Cumulative Sales/Shipments Up to Date

I’m sure I’m doing something dumb, but I’m stumped. I’m trying to calculate cumulative shipments up to this month.
I’m following the logic Sam presented here:

The table data looks like its working correctly, but then when I put into a matrix visual it just carries the values to the end. (showing zero in example, but I also tried blank())

Screenshot 2023-08-10 221025_dax logic

@MarshallStringfield, can you share a minimal working example just sufficient to demonstrate the problem?

Hi @HufferD ,
Most of the measure broke in this sample and the values are different than the screenshot, but shows the issue that I’m getting a line straight across in a chart and the matrix visual presents all the same value even thought the dax calculation seems to be working correctly. I’m trying to accomplish what Sam shows in the video, but not getting the same result
sample.pbix (709.9 KB)

When you say,

What do you mean in particular?

Without having seen the video it’s difficult to know where your problems are. I know he describes calculating a cumulative total only up to a specific point so that actuals are shown without an extended, flat line mapping onto the dates of forecasted data.
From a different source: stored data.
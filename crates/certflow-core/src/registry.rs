use std::borrow::Cow;
use std::collections::HashMap;
use std::fmt;
use std::hash::Hash;
use std::sync::Arc;

use crate::error::{CertflowError, Result};
use crate::traits::{ChallengeSolver, Deployer, Notifier};
use crate::types::ConfigMap;

/// Inputs handed to a provider factory.
#[derive(Debug, Clone, Default)]
pub struct ProviderFactoryOptions {
    /// Credential fields of the referenced access record.
    pub access_config: ConfigMap,
    /// Provider-specific fields of the node config.
    pub provider_config: ConfigMap,
}

impl ProviderFactoryOptions {
    pub fn new(access_config: ConfigMap, provider_config: ConfigMap) -> Self {
        Self {
            access_config,
            provider_config,
        }
    }
}

/// Constructor for a capability object of family `C`.
pub type ProviderFactory<C> =
    Arc<dyn Fn(&ProviderFactoryOptions) -> Result<Box<C>> + Send + Sync + 'static>;

/// Key type of a registry. Each provider family has its own key type.
pub trait ProviderKey: Clone + Eq + Hash + fmt::Display + Send + Sync + 'static {
    fn as_str(&self) -> &str;
}

macro_rules! provider_key {
    ($(#[$meta:meta])* $name:ident) => {
        $(#[$meta])*
        #[derive(Debug, Clone, PartialEq, Eq, Hash, PartialOrd, Ord)]
        pub struct $name(Cow<'static, str>);

        impl $name {
            pub const fn from_static(s: &'static str) -> Self {
                Self(Cow::Borrowed(s))
            }

            pub fn new(s: impl Into<String>) -> Self {
                Self(Cow::Owned(s.into()))
            }
        }

        impl ProviderKey for $name {
            fn as_str(&self) -> &str {
                &self.0
            }
        }

        impl fmt::Display for $name {
            fn fmt(&self, f: &mut fmt::Formatter<'_>) -> fmt::Result {
                f.write_str(&self.0)
            }
        }

        impl From<&str> for $name {
            fn from(s: &str) -> Self {
                Self::new(s)
            }
        }
    };
}

provider_key!(
    /// Provider type of an ACME DNS-01 challenge solver.
    ChallengeProviderType
);
provider_key!(
    /// Provider type of a deployment target.
    DeploymentProviderType
);
provider_key!(
    /// Provider type of a notification channel.
    NotificationProviderType
);

/// Name-to-factory map for one capability family.
pub struct ProviderRegistry<K, C: ?Sized + 'static> {
    factories: HashMap<K, ProviderFactory<C>>,
}

impl<K: ProviderKey, C: ?Sized + 'static> ProviderRegistry<K, C> {
    pub fn new() -> Self {
        Self {
            factories: HashMap::new(),
        }
    }

    /// Register a factory. Fails if the type is already taken.
    pub fn register<F>(&mut self, provider_type: K, factory: F) -> Result<()>
    where
        F: Fn(&ProviderFactoryOptions) -> Result<Box<C>> + Send + Sync + 'static,
    {
        if self.factories.contains_key(&provider_type) {
            return Err(CertflowError::AlreadyRegistered(provider_type.to_string()));
        }
        self.factories.insert(provider_type, Arc::new(factory));
        Ok(())
    }

    /// Bind `alias` to the factory already registered under `target`.
    pub fn register_alias(&mut self, alias: K, target: &K) -> Result<()> {
        let factory = self
            .factories
            .get(target)
            .cloned()
            .ok_or_else(|| CertflowError::NotRegistered(target.to_string()))?;
        if self.factories.contains_key(&alias) {
            return Err(CertflowError::AlreadyRegistered(alias.to_string()));
        }
        self.factories.insert(alias, factory);
        Ok(())
    }

    /// Look up the factory for a provider type.
    pub fn get(&self, provider_type: &K) -> Result<ProviderFactory<C>> {
        self.factories
            .get(provider_type)
            .cloned()
            .ok_or_else(|| CertflowError::NotRegistered(provider_type.to_string()))
    }

    /// Resolve and invoke the factory in one step.
    pub fn create(&self, provider_type: &K, options: &ProviderFactoryOptions) -> Result<Box<C>> {
        let factory = self.get(provider_type)?;
        factory(options)
    }

    pub fn contains(&self, provider_type: &K) -> bool {
        self.factories.contains_key(provider_type)
    }

    /// All registered types (aliases included), sorted.
    pub fn provider_types(&self) -> Vec<String> {
        let mut types: Vec<String> = self.factories.keys().map(|k| k.to_string()).collect();
        types.sort();
        types
    }

    pub fn len(&self) -> usize {
        self.factories.len()
    }

    pub fn is_empty(&self) -> bool {
        self.factories.is_empty()
    }
}

impl<K: ProviderKey, C: ?Sized + 'static> Default for ProviderRegistry<K, C> {
    fn default() -> Self {
        Self::new()
    }
}

pub type ChallengeSolverRegistry = ProviderRegistry<ChallengeProviderType, dyn ChallengeSolver>;
pub type DeployerRegistry = ProviderRegistry<DeploymentProviderType, dyn Deployer>;
pub type NotifierRegistry = ProviderRegistry<NotificationProviderType, dyn Notifier>;

/// The three registries, populated once at startup and shared read-only.
#[derive(Default)]
pub struct Registries {
    pub challenge_solvers: ChallengeSolverRegistry,
    pub deployers: DeployerRegistry,
    pub notifiers: NotifierRegistry,
}

#[cfg(test)]
mod tests {
    use super::*;

    trait Greeter: Send + Sync {
        fn greet(&self) -> String;
    }

    struct Hello(String);

    impl Greeter for Hello {
        fn greet(&self) -> String {
            format!("hello {}", self.0)
        }
    }

    provider_key!(GreeterType);

    fn hello_factory(opts: &ProviderFactoryOptions) -> Result<Box<dyn Greeter>> {
        let who = opts
            .provider_config
            .get("who")
            .and_then(|v| v.as_str())
            .unwrap_or("world")
            .to_string();
        Ok(Box::new(Hello(who)))
    }

    #[test]
    fn test_register_and_get() {
        let mut reg: ProviderRegistry<GreeterType, dyn Greeter> = ProviderRegistry::new();
        reg.register(GreeterType::from_static("hello"), hello_factory).unwrap();
        let g = reg
            .create(&GreeterType::from_static("hello"), &ProviderFactoryOptions::default())
            .unwrap();
        assert_eq!(g.greet(), "hello world");
    }

    #[test]
    fn test_duplicate_registration_fails() {
        let mut reg: ProviderRegistry<GreeterType, dyn Greeter> = ProviderRegistry::new();
        reg.register("hello".into(), hello_factory).unwrap();
        let err = reg.register("hello".into(), hello_factory).unwrap_err();
        assert!(matches!(err, CertflowError::AlreadyRegistered(ref t) if t == "hello"));
    }

    #[test]
    fn test_missing_provider() {
        let reg: ProviderRegistry<GreeterType, dyn Greeter> = ProviderRegistry::new();
        assert!(matches!(
            reg.get(&"ftp".into()),
            Err(CertflowError::NotRegistered(ref t)) if t == "ftp"
        ));
    }

    #[test]
    fn test_alias_shares_factory() {
        let mut reg: ProviderRegistry<GreeterType, dyn Greeter> = ProviderRegistry::new();
        reg.register("local".into(), hello_factory).unwrap();
        reg.register_alias("local.file".into(), &"local".into()).unwrap();

        let a = reg.get(&"local".into()).unwrap();
        let b = reg.get(&"local.file".into()).unwrap();
        assert!(Arc::ptr_eq(&a, &b));
        assert_eq!(reg.provider_types(), vec!["local", "local.file"]);
    }

    #[test]
    fn test_alias_to_missing_target_fails() {
        let mut reg: ProviderRegistry<GreeterType, dyn Greeter> = ProviderRegistry::new();
        let err = reg.register_alias("b".into(), &"a".into()).unwrap_err();
        assert!(matches!(err, CertflowError::NotRegistered(_)));
        assert!(!reg.contains(&"b".into()));
    }

    #[test]
    fn test_alias_cannot_overwrite() {
        let mut reg: ProviderRegistry<GreeterType, dyn Greeter> = ProviderRegistry::new();
        reg.register("a".into(), hello_factory).unwrap();
        reg.register("b".into(), hello_factory).unwrap();
        assert!(matches!(
            reg.register_alias("b".into(), &"a".into()),
            Err(CertflowError::AlreadyRegistered(_))
        ));
    }
}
Is there a specific measure in your .pbix that you are wanting to work with?

Hi @HufferD -
What I’m trying to accomplish is in a matrix visual or a graph that the cumulative in-transit shows the value so far up to this month, but then is blank after this month (since it hasn’t happened yet).
Sam effectively does this in the instruction video and the graph stops up to a certain point. (I’ve attached the second screenshot copied from the article for reference).

My dax formula seems to be operating properly - i.e. it calculates only up to 8/31 and then the data stops (see green arrow correctly pointing to the data table visual). But in the left side in both the matrix and area visuals the line extends into 2024->2026 even though there is no data there.

If you compare my rudimentary visual from the sample file (also noted screenshot below)

I’m not sure but i think Sam is using a trigger in the date table that will stop at a certain date. There is a column in the date table but i’m not sure what he called it.

ahhh, interesting. I can’t find the original post in here - I can only find the youtube video which sometimes omits these special tricks. the hunt continues

did you search the education portal?

tried the global search and came up with nothing.
which one of these is the ‘education portal’?
I’m struggling with the navigation and all the various portals

click on the down area and review the listing. the courses are under the learning center. might be in labs also. i’m also looking to see if i can see it… did you do the global search in the main portal or the community forum?

@MarshallStringfield,

You can create a measure like this to control future dates:

ShowValueForDates (Ship Date)
ShowValueForDates (Ship Date) = 
  VAR LastDateWithData =
      CALCULATE (
          MAX ( MLSOpenPOTOResults[Calc Latest Ship] ),
          REMOVEFILTERS ()
      )
  VAR FirstDateVisible =
      MIN ( DATES[Date] )
  VAR Result =
      FirstDateVisible <= LastDateWithData
  RETURN
      Result

Measures like [ShowValueForDates (Ship Date)] check if the earliest visible date in a given context (like a chart) is less than or equal to the latest date from the dataset. If the condition is met, it returns TRUE, otherwise it returns FALSE. This can be useful in visuals where you might want to show or hide data based on whether the visual’s date range includes dates with actual data. Like in this case, you are hoping to limit the visual to just the period where you have shipping data.

Then a measure like this could conditionally generate results based on [ShowValueForDates (Ship Date)]:

InTransit RT
InTransit RT =
IF(
    [ShowValueForDates (Ship Date)]
    , CALCULATE(
        [InTransit Cuml]
        , FILTER(
            ALLSELECTED('DATES'[Date])
            , ISONORAFTER(
                'DATES'[Date]
                , MAX('DATES'[Date])
                , DESC
            )
        )
    )
)

Would get you something like:
image

That takes you only up until your last $ In-Transit value (MLSOpenPOTOResults[Calc Latest Ship] = 8/6/2023). Note, because you have zeroes as actual values from MLSOpenPOTOResults[Calc Latest Ship] = 8/11/23 through 9/22/203, you’ll have a flat line from 8/6/2023 to 9/22/2023.

That’s just a pattern help point you in what I think is the right direction.